Records from a collection:
>>>

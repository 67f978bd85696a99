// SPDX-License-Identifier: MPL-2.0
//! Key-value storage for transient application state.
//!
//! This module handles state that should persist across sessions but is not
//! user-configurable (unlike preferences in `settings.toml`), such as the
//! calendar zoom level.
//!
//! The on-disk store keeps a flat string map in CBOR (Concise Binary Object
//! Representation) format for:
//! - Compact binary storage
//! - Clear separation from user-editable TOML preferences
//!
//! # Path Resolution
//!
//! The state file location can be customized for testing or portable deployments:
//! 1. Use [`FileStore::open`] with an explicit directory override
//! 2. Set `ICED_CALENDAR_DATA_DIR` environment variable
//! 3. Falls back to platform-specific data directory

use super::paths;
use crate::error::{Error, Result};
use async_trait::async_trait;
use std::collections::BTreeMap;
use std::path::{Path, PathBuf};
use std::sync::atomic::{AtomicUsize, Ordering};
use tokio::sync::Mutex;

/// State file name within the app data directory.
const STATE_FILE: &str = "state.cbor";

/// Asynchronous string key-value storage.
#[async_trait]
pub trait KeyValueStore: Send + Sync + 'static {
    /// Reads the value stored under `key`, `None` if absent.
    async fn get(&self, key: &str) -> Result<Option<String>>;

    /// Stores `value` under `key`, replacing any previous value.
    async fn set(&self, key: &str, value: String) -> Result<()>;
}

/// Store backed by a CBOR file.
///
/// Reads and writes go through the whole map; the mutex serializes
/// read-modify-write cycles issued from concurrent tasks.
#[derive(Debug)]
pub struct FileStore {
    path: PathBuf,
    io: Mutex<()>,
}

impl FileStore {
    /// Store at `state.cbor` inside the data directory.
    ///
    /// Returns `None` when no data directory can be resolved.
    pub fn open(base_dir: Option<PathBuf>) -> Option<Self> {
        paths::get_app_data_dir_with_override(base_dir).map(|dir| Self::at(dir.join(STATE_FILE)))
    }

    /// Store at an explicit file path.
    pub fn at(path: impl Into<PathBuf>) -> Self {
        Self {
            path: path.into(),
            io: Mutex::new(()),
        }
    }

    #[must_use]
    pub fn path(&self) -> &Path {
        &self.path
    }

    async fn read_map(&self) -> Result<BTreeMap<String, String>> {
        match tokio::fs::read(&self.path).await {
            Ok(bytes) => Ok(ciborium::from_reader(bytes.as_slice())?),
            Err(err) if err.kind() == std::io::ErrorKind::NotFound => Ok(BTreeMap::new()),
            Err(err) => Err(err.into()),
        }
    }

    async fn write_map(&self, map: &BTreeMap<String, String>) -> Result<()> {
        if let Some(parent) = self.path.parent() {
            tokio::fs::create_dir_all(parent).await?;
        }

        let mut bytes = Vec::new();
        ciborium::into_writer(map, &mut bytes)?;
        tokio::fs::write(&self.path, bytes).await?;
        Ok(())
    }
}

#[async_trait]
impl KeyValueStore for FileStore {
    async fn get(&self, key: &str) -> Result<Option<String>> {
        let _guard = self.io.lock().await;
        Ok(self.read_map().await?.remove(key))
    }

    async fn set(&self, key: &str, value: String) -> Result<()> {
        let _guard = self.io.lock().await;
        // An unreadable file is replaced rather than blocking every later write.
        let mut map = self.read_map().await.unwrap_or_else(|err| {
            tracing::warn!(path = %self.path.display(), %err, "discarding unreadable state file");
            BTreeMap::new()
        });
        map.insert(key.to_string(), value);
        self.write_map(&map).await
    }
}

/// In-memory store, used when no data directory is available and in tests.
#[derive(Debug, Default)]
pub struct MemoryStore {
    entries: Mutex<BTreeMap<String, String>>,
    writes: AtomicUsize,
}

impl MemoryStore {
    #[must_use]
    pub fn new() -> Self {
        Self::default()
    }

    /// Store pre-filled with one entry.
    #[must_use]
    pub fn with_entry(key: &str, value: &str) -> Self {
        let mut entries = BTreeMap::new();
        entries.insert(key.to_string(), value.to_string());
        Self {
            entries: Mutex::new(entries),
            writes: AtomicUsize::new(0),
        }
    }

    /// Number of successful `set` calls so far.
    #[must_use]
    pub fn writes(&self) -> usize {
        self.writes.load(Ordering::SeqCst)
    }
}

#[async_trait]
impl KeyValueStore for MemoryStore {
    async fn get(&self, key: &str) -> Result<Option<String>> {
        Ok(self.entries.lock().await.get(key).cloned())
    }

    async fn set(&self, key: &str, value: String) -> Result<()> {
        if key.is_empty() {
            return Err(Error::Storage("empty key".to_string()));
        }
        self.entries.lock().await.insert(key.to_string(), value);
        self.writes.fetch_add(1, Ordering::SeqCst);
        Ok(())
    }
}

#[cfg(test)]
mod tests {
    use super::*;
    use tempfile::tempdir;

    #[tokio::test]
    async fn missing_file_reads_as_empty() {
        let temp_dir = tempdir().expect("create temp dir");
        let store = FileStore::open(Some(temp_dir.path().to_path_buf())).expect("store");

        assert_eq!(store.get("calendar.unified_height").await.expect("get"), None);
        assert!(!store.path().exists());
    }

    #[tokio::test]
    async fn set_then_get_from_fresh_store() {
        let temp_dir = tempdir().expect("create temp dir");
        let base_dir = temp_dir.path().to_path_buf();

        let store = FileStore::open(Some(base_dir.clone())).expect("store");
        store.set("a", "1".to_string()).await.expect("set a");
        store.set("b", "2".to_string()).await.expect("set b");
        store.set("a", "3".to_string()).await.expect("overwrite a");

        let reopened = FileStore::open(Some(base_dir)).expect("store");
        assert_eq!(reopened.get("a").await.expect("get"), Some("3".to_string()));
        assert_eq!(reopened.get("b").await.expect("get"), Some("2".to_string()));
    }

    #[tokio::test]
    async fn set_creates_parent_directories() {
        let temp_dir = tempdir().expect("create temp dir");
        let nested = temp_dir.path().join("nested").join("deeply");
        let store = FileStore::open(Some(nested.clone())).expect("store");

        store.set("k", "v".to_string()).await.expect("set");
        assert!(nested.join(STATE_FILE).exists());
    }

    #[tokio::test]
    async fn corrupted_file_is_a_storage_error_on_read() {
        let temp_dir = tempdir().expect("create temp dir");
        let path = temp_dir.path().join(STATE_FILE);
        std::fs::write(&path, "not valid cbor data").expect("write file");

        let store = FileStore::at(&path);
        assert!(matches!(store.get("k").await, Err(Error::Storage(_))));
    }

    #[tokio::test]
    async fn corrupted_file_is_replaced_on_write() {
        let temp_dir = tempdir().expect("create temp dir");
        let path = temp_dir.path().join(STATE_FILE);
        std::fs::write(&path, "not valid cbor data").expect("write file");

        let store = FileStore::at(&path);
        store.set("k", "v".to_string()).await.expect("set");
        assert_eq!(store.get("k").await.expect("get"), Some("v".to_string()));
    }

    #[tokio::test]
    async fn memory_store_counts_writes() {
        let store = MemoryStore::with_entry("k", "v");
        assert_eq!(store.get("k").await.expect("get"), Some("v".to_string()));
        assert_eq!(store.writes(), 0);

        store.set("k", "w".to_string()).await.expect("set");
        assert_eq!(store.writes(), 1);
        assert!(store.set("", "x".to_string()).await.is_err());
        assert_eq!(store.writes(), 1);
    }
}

<<<

- Directions -
Copy each line above where the string "under" occurs.

- Answer to the problem -
    /// Reads the value stored under `key`, `None` if absent.
    /// Stores `value` under `key`, replacing any previous value.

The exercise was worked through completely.